//! Timeline layout: turns an element batch into canvas geometry.
//!
//! The time axis is *concatenated dwell time*, not wall-clock time: elements
//! are laid end to end in input order with a running cursor, and the
//! `timestamp` field is ignored. Each distinct `domID` gets its own row in
//! first-seen order.
//!
//! The engine only computes geometry. Rendering to SVG lives in
//! [`crate::render`].

pub mod ticks;

use serde::Serialize;

use crate::config::schema::TimelineConfig;
use crate::model::InteractionElement;

pub use ticks::plan_axis_step;

/// Gridline loop tolerance for floating-point totals.
const TICK_EPSILON: f64 = 1e-6;

/// Extra canvas height below the last row (pixels).
const BOTTOM_MARGIN: f64 = 30.0;

// ---------------------------------------------------------------------------
// Geometry types
// ---------------------------------------------------------------------------

/// One `domID` row with the baseline of its label.
#[derive(Debug, Clone, PartialEq, Serialize)]
pub struct TimelineRow {
    pub index: usize,
    pub dom_id: String,
    pub label_x: f64,
    pub label_y: f64,
}

/// One element's bar.
#[derive(Debug, Clone, PartialEq, Serialize)]
pub struct TimelineSegment {
    pub row: usize,
    pub dom_id: String,
    /// Hover text: element text, else tag, else `domID`.
    pub label: String,
    pub start_seconds: f64,
    pub end_seconds: f64,
    pub x: f64,
    pub y: f64,
    pub width: f64,
    pub height: f64,
}

impl TimelineSegment {
    pub fn duration_seconds(&self) -> f64 {
        self.end_seconds - self.start_seconds
    }
}

/// One vertical gridline with its label.
#[derive(Debug, Clone, PartialEq, Serialize)]
pub struct AxisTick {
    pub seconds: f64,
    pub x: f64,
    pub y1: f64,
    pub y2: f64,
    pub label: String,
}

/// Complete timeline geometry.
#[derive(Debug, Clone, PartialEq, Serialize)]
pub struct TimelineLayout {
    pub rows: Vec<TimelineRow>,
    pub segments: Vec<TimelineSegment>,
    pub ticks: Vec<AxisTick>,
    pub total_seconds: f64,
    pub step_seconds: f64,
    pub canvas_width: f64,
    pub canvas_height: f64,
}

impl TimelineLayout {
    /// `true` when there was nothing to lay out.
    pub fn is_empty(&self) -> bool {
        self.rows.is_empty()
    }

    /// Row index of a `domID`, if present.
    pub fn row_of(&self, dom_id: &str) -> Option<usize> {
        self.rows.iter().position(|r| r.dom_id == dom_id)
    }
}

// ---------------------------------------------------------------------------
// Layout
// ---------------------------------------------------------------------------

/// Lay out an element batch on a shared elapsed-time axis.
///
/// - Empty input: no rows, segments, or ticks; canvas is the minimum size.
/// - Zero total duration: rows are reported, segments and ticks are not.
pub fn layout_timeline(elements: &[InteractionElement], config: &TimelineConfig) -> TimelineLayout {
    let pad = config.pad;
    let row_h = config.row_height;

    let mut rows: Vec<TimelineRow> = Vec::new();
    for element in elements {
        let id = element.dom_id();
        if rows.iter().all(|r| r.dom_id != id) {
            let index = rows.len();
            rows.push(TimelineRow {
                index,
                dom_id: id.to_string(),
                label_x: 8.0,
                label_y: pad + index as f64 * row_h + row_h / 2.0 + 4.0,
            });
        }
    }

    let total_seconds: f64 = elements.iter().map(InteractionElement::duration_secs).sum();
    let canvas_width = config
        .min_width
        .max(total_seconds * config.px_per_second + pad * 2.0);
    let canvas_height = pad + rows.len() as f64 * row_h + BOTTOM_MARGIN;
    let step_seconds = plan_axis_step(total_seconds);

    let mut layout = TimelineLayout {
        rows,
        segments: Vec::new(),
        ticks: Vec::new(),
        total_seconds,
        step_seconds,
        canvas_width,
        canvas_height,
    };

    if total_seconds <= 0.0 {
        return layout;
    }

    let plot_width = canvas_width - pad * 2.0;
    let x_at = |t: f64| pad + (t / total_seconds) * plot_width;

    let mut k = 0u32;
    loop {
        let t = f64::from(k) * step_seconds;
        if t > total_seconds + TICK_EPSILON {
            break;
        }
        layout.ticks.push(AxisTick {
            seconds: t,
            x: x_at(t),
            y1: pad - 10.0,
            y2: canvas_height - 20.0,
            label: format!("{t:.0}s"),
        });
        k += 1;
    }

    let mut cursor = 0.0;
    for element in elements {
        let id = element.dom_id();
        let row = layout.row_of(id).unwrap_or(0);
        let start = cursor;
        let end = cursor + element.duration_secs();
        cursor = end;

        let x1 = x_at(start);
        let x2 = x_at(end);
        layout.segments.push(TimelineSegment {
            row,
            dom_id: id.to_string(),
            label: element.label().to_string(),
            start_seconds: start,
            end_seconds: end,
            x: x1,
            y: pad + row as f64 * row_h + 6.0,
            width: (x2 - x1).max(0.0),
            height: (row_h - 12.0).max(0.0),
        });
    }

    layout
}

// ---------------------------------------------------------------------------
// Tests
// ---------------------------------------------------------------------------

********

# EXERCISE INSTRUCTIONS:
Output each line of the material above. Nothing should differ from the original.

# EXERCISE SOLUTION:
//! Timeline layout: turns an element batch into canvas geometry.
//!
//! The time axis is *concatenated dwell time*, not wall-clock time: elements
//! are laid end to end in input order with a running cursor, and the
//! `timestamp` field is ignored. Each distinct `domID` gets its own row in
//! first-seen order.
//!
//! The engine only computes geometry. Rendering to SVG lives in
//! [`crate::render`].

pub mod ticks;

use serde::Serialize;

use crate::config::schema::TimelineConfig;
use crate::model::InteractionElement;

pub use ticks::plan_axis_step;

/// Gridline loop tolerance for floating-point totals.
const TICK_EPSILON: f64 = 1e-6;

/// Extra canvas height below the last row (pixels).
const BOTTOM_MARGIN: f64 = 30.0;

// ---------------------------------------------------------------------------
// Geometry types
// ---------------------------------------------------------------------------

/// One `domID` row with the baseline of its label.
#[derive(Debug, Clone, PartialEq, Serialize)]
pub struct TimelineRow {
    pub index: usize,
    pub dom_id: String,
    pub label_x: f64,
    pub label_y: f64,
}

/// One element's bar.
#[derive(Debug, Clone, PartialEq, Serialize)]
pub struct TimelineSegment {
    pub row: usize,
    pub dom_id: String,
    /// Hover text: element text, else tag, else `domID`.
    pub label: String,
    pub start_seconds: f64,
    pub end_seconds: f64,
    pub x: f64,
    pub y: f64,
    pub width: f64,
    pub height: f64,
}

impl TimelineSegment {
    pub fn duration_seconds(&self) -> f64 {
        self.end_seconds - self.start_seconds
    }
}

/// One vertical gridline with its label.
#[derive(Debug, Clone, PartialEq, Serialize)]
pub struct AxisTick {
    pub seconds: f64,
    pub x: f64,
    pub y1: f64,
    pub y2: f64,
    pub label: String,
}

/// Complete timeline geometry.
#[derive(Debug, Clone, PartialEq, Serialize)]
pub struct TimelineLayout {
    pub rows: Vec<TimelineRow>,
    pub segments: Vec<TimelineSegment>,
    pub ticks: Vec<AxisTick>,
    pub total_seconds: f64,
    pub step_seconds: f64,
    pub canvas_width: f64,
    pub canvas_height: f64,
}

impl TimelineLayout {
    /// `true` when there was nothing to lay out.
    pub fn is_empty(&self) -> bool {
        self.rows.is_empty()
    }

    /// Row index of a `domID`, if present.
    pub fn row_of(&self, dom_id: &str) -> Option<usize> {
        self.rows.iter().position(|r| r.dom_id == dom_id)
    }
}

// ---------------------------------------------------------------------------
// Layout
// ---------------------------------------------------------------------------

/// Lay out an element batch on a shared elapsed-time axis.
///
/// - Empty input: no rows, segments, or ticks; canvas is the minimum size.
/// - Zero total duration: rows are reported, segments and ticks are not.
pub fn layout_timeline(elements: &[InteractionElement], config: &TimelineConfig) -> TimelineLayout {
    let pad = config.pad;
    let row_h = config.row_height;

    let mut rows: Vec<TimelineRow> = Vec::new();
    for element in elements {
        let id = element.dom_id();
        if rows.iter().all(|r| r.dom_id != id) {
            let index = rows.len();
            rows.push(TimelineRow {
                index,
                dom_id: id.to_string(),
                label_x: 8.0,
                label_y: pad + index as f64 * row_h + row_h / 2.0 + 4.0,
            });
        }
    }

    let total_seconds: f64 = elements.iter().map(InteractionElement::duration_secs).sum();
    let canvas_width = config
        .min_width
        .max(total_seconds * config.px_per_second + pad * 2.0);
    let canvas_height = pad + rows.len() as f64 * row_h + BOTTOM_MARGIN;
    let step_seconds = plan_axis_step(total_seconds);

    let mut layout = TimelineLayout {
        rows,
        segments: Vec::new(),
        ticks: Vec::new(),
        total_seconds,
        step_seconds,
        canvas_width,
        canvas_height,
    };

    if total_seconds <= 0.0 {
        return layout;
    }

    let plot_width = canvas_width - pad * 2.0;
    let x_at = |t: f64| pad + (t / total_seconds) * plot_width;

    let mut k = 0u32;
    loop {
        let t = f64::from(k) * step_seconds;
        if t > total_seconds + TICK_EPSILON {
            break;
        }
        layout.ticks.push(AxisTick {
            seconds: t,
            x: x_at(t),
            y1: pad - 10.0,
            y2: canvas_height - 20.0,
            label: format!("{t:.0}s"),
        });
        k += 1;
    }

    let mut cursor = 0.0;
    for element in elements {
        let id = element.dom_id();
        let row = layout.row_of(id).unwrap_or(0);
        let start = cursor;
        let end = cursor + element.duration_secs();
        cursor = end;

        let x1 = x_at(start);
        let x2 = x_at(end);
        layout.segments.push(TimelineSegment {
            row,
            dom_id: id.to_string(),
            label: element.label().to_string(),
            start_seconds: start,
            end_seconds: end,
            x: x1,
            y: pad + row as f64 * row_h + 6.0,
            width: (x2 - x1).max(0.0),
            height: (row_h - 12.0).max(0.0),
        });
    }

    layout
}

// ---------------------------------------------------------------------------
// Tests
// ---------------------------------------------------------------------------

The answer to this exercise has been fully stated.